Straphangers in Manhattan

Straphangers in Manhattan

An Update on the State of Transit in NYC

It had been a while since I'd taken a pleasure trip to New York City—not since before the pandemic, in fact. I'd gone there on a couple of research trips immediately prior to Covid, but my wife hadn't been particularly interested in vacationing south of the Canadian border when Trump was in the White House, which I understood. In the meantime, though, the legend of the Big Apple has been growing in our children's minds—Times Square! the Statue of Liberty! the Empire State Building!—so we arranged a 48-hour getaway for their spring break. (November is going to be upon us sooner than we think.)

You know me. Driving isn't on the table; as a rule, where there's a train, I try to take it. But the last time I took the Adirondack from Montreal to New York, it took 13 hours—all of them daylight hours. (Taking the train from Montreal to Toronto, which is about the same distance, takes under five hours.) In other words, for two days in Manhattan, you'd have to budget four days in total. In more civilized times, I'm told, a train left from Montreal's Windsor Station at night, and got you into Manhattan the following morning, after a pleasant sleep in a Pullman.

I believe the technical term for the situation, as it exists today, is "idiotic."

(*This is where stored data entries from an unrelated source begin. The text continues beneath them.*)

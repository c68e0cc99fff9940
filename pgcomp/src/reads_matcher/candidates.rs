use std::cmp::Reverse;
use std::collections::BinaryHeap;

use rayon::prelude::*;

use crate::reads::{reverse_complement_in_place, PackedReadsSet};
use crate::reads_matcher::MatchingStats;

/// Implied read start, read index, reverse complement flag.
pub(super) type Candidate = (usize, u32, bool);

/// Reads unpacked to one symbol per byte, followed by their reverse
/// complements when requested.
#[derive(Debug)]
pub(super) struct OrientedReads {
    data: Vec<u8>,
    read_length: usize,
    orientations: usize,
}

impl OrientedReads {
    pub fn new(reads: &PackedReadsSet, reverse_complement: bool) -> Self {
        let read_length = reads.read_length();
        let orientations = if reverse_complement { 2 } else { 1 };
        let mut data = vec![0; reads.len() * read_length * orientations];

        if read_length > 0 {
            data.par_chunks_mut(read_length * orientations)
                .enumerate()
                .for_each(|(index, chunk)| {
                    let (forward, rest) = chunk.split_at_mut(read_length);
                    for (pos, symbol) in forward.iter_mut().enumerate() {
                        *symbol = reads.symbol(index, pos);
                    }
                    if reverse_complement {
                        rest.copy_from_slice(forward);
                        reverse_complement_in_place(rest);
                    }
                });
        }

        Self {
            data,
            read_length,
            orientations,
        }
    }

    #[inline]
    pub fn get(&self, read: usize, reverse_complement: bool) -> &[u8] {
        let start = (read * self.orientations + reverse_complement as usize) * self.read_length;
        &self.data[start..start + self.read_length]
    }

    pub fn len(&self) -> usize {
        if self.read_length == 0 {
            0
        } else {
            self.data.len() / self.read_length / self.orientations
        }
    }

    pub fn read_length(&self) -> usize {
        self.read_length
    }

    pub fn orientations(&self) -> usize {
        self.orientations
    }
}

/// Best placement found so far for a read.
#[derive(Debug, Copy, Clone, Eq, PartialEq)]
pub(super) struct Placement {
    pub position: usize,
    pub mismatches: u8,
    pub reverse_complement: bool,
}

/// Counts the differing symbols, giving up once there are more than `limit`.
#[inline]
pub(super) fn count_mismatches(pattern: &[u8], window: &[u8], limit: u8) -> Option<u8> {
    let mut count = 0u8;
    for (a, b) in pattern.iter().zip(window) {
        if a != b {
            if count == limit {
                return None;
            }
            count += 1;
        }
    }
    Some(count)
}

/// Verifies candidates against the pseudogenome.
///
/// Feeding every candidate of a read in ascending order keeps the placement
/// with the fewest mismatches, then the lowest position, then the forward
/// orientation.
#[derive(Debug)]
pub(super) struct Verifier<'a> {
    pg: &'a [u8],
    reads: &'a OrientedReads,
    max_mismatches: u8,
    mismatch_floor: u8,
}

impl<'a> Verifier<'a> {
    pub fn new(
        pg: &'a [u8],
        reads: &'a OrientedReads,
        max_mismatches: u8,
        mismatch_floor: u8,
    ) -> Self {
        Self {
            pg,
            reads,
            max_mismatches,
            mismatch_floor,
        }
    }

    pub fn pg(&self) -> &'a [u8] {
        self.pg
    }

    pub fn reads(&self) -> &'a OrientedReads {
        self.reads
    }

    pub fn verify(
        &self,
        best: &mut Option<Placement>,
        (start, read, reverse_complement): Candidate,
        stats: &mut MatchingStats,
    ) {
        let window = match self.pg.get(start..start + self.reads.read_length()) {
            Some(window) => window,
            None => return,
        };
        let pattern = self.reads.get(read as usize, reverse_complement);

        if let Some(placement) = best {
            if placement.mismatches <= self.mismatch_floor {
                if self.max_mismatches == 0 {
                    if pattern == window {
                        stats.multi_match_count += 1;
                    } else {
                        stats.false_match_count += 1;
                    }
                }
                return;
            }
        }

        let limit = best.map_or(self.max_mismatches, |placement| placement.mismatches - 1);
        match count_mismatches(pattern, window, limit) {
            Some(mismatches) => {
                *best = Some(Placement {
                    position: start,
                    mismatches,
                    reverse_complement,
                })
            }
            None => stats.false_match_count += 1,
        }
    }
}

/// Reorders candidates arriving at most `delay` positions after their start
/// into ascending order, dropping duplicates.
#[derive(Debug)]
pub(super) struct ReorderWindow {
    heap: BinaryHeap<Reverse<Candidate>>,
    delay: usize,
    last: Option<Candidate>,
}

impl ReorderWindow {
    pub fn new(delay: usize) -> Self {
        Self {
            heap: BinaryHeap::new(),
            delay,
            last: None,
        }
    }

    pub fn push(&mut self, candidate: Candidate) {
        self.heap.push(Reverse(candidate));
    }

    /// Emits every candidate that no hit at `position` or later can precede.
    pub fn pop_ready<F: FnMut(Candidate)>(&mut self, position: usize, mut f: F) {
        while let Some(&Reverse(candidate)) = self.heap.peek() {
            if candidate.0 + self.delay >= position {
                break;
            }
            self.heap.pop();
            self.emit(candidate, &mut f);
        }
    }

    pub fn drain<F: FnMut(Candidate)>(&mut self, mut f: F) {
        while let Some(Reverse(candidate)) = self.heap.pop() {
            self.emit(candidate, &mut f);
        }
    }

    fn emit<F: FnMut(Candidate)>(&mut self, candidate: Candidate, f: &mut F) {
        if self.last != Some(candidate) {
            self.last = Some(candidate);
            f(candidate);
        }
    }
}

#[cfg(test)]
mod tests {
    use crate::reads::PackedReadsSet;
    use crate::reads_matcher::candidates::{
        count_mismatches, OrientedReads, Placement, ReorderWindow, Verifier,
    };
    use crate::reads_matcher::MatchingStats;

    #[test]
    fn test_count_mismatches() {
        assert_eq!(count_mismatches(b"ACGT", b"ACGT", 0), Some(0));
        assert_eq!(count_mismatches(b"ACGT", b"AGGA", 2), Some(2));
        assert_eq!(count_mismatches(b"ACGT", b"AGGA", 1), None);
        assert_eq!(count_mismatches(b"ACGT", b"TGCA", 3), None);
    }

    #[test]
    fn test_oriented_reads() {
        let reads = PackedReadsSet::from_reads(&["AACG", "TTTC"]).unwrap();
        let oriented = OrientedReads::new(&reads, true);

        assert_eq!(oriented.len(), 2);
        assert_eq!(oriented.get(0, false), b"AACG");
        assert_eq!(oriented.get(0, true), b"CGTT");
        assert_eq!(oriented.get(1, true), b"GAAA");
    }

    #[test]
    fn test_reorder_window() {
        let mut window = ReorderWindow::new(4);
        let mut emitted = Vec::new();

        window.push((7, 1, false));
        window.push((5, 0, true));
        window.push((5, 0, false));
        window.pop_ready(9, |candidate| emitted.push(candidate));
        assert!(emitted.is_empty());

        window.push((5, 0, false));
        window.pop_ready(10, |candidate| emitted.push(candidate));
        assert_eq!(emitted, vec![(5, 0, false), (5, 0, true)]);

        window.drain(|candidate| emitted.push(candidate));
        assert_eq!(emitted.last(), Some(&(7, 1, false)));
        assert_eq!(emitted.len(), 3);
    }

    #[test]
    fn test_verifier_prefers_fewer_mismatches() {
        let reads = PackedReadsSet::from_reads(&["ACGTAC"]).unwrap();
        let oriented = OrientedReads::new(&reads, false);
        let pg = b"ACGAACTACGTACG";
        let verifier = Verifier::new(pg, &oriented, 2, 0);
        let mut stats = MatchingStats::default();

        let mut best = None;
        verifier.verify(&mut best, (0, 0, false), &mut stats);
        assert_eq!(best.map(|placement| placement.mismatches), Some(1));
        verifier.verify(&mut best, (3, 0, false), &mut stats);
        assert_eq!(stats.false_match_count, 1);
        verifier.verify(&mut best, (7, 0, false), &mut stats);
        assert_eq!(
            best,
            Some(Placement {
                position: 7,
                mismatches: 0,
                reverse_complement: false
            })
        );
        // Settled reads are not probed again; past the end is ignored.
        verifier.verify(&mut best, (10, 0, false), &mut stats);
        assert_eq!(stats.false_match_count, 1);
    }

    #[test]
    fn test_verifier_exact_mode_counts_multi_matches() {
        let reads = PackedReadsSet::from_reads(&["ACG"]).unwrap();
        let oriented = OrientedReads::new(&reads, false);
        let pg = b"ACGTACGTT";
        let verifier = Verifier::new(pg, &oriented, 0, 0);
        let mut stats = MatchingStats::default();

        let mut best = None;
        verifier.verify(&mut best, (1, 0, false), &mut stats);
        verifier.verify(&mut best, (4, 0, false), &mut stats);
        verifier.verify(&mut best, (5, 0, false), &mut stats);
        verifier.verify(&mut best, (0, 0, false), &mut stats);

        assert_eq!(best.map(|placement| placement.position), Some(4));
        assert_eq!(stats.false_match_count, 2);
        assert_eq!(stats.multi_match_count, 1);
    }
}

So we cashed in some airline miles, bought carbon credits (I know, I know, but better than doing nothing), and caught an early-morning flight due south, paralleling the Hudson. I prefer arriving at Newark, in New Jersey, because you can catch the train at the airport; arriving at LaGuardia means wrestling your luggage onto a bus, then the subway, and showing up in Manhattan flustered and pre-ruffled; the alternative is a very expensive taxi ride. But the transfer was a little less slick than I remembered. We had to wait outside Terminal A for a shuttle bus to the Airtrain, the airport monorail, which took us on a slow, shaky ride from one end of the line, through five stations, to deposit us at the RailLink Station. Perhaps because it was a Sunday, we endured a half-hour wait in a crowded, glassed-in waiting room on the platform before boarding an NJ Transit bi-level commuter train, which was, late, and featured standing-room only for the half-hour or so ride into Penn Station. From my entourage: grumbling and sarcastic comments about the "convenience" of Newark, and time wasted in transit that could have been spent in Manhattan.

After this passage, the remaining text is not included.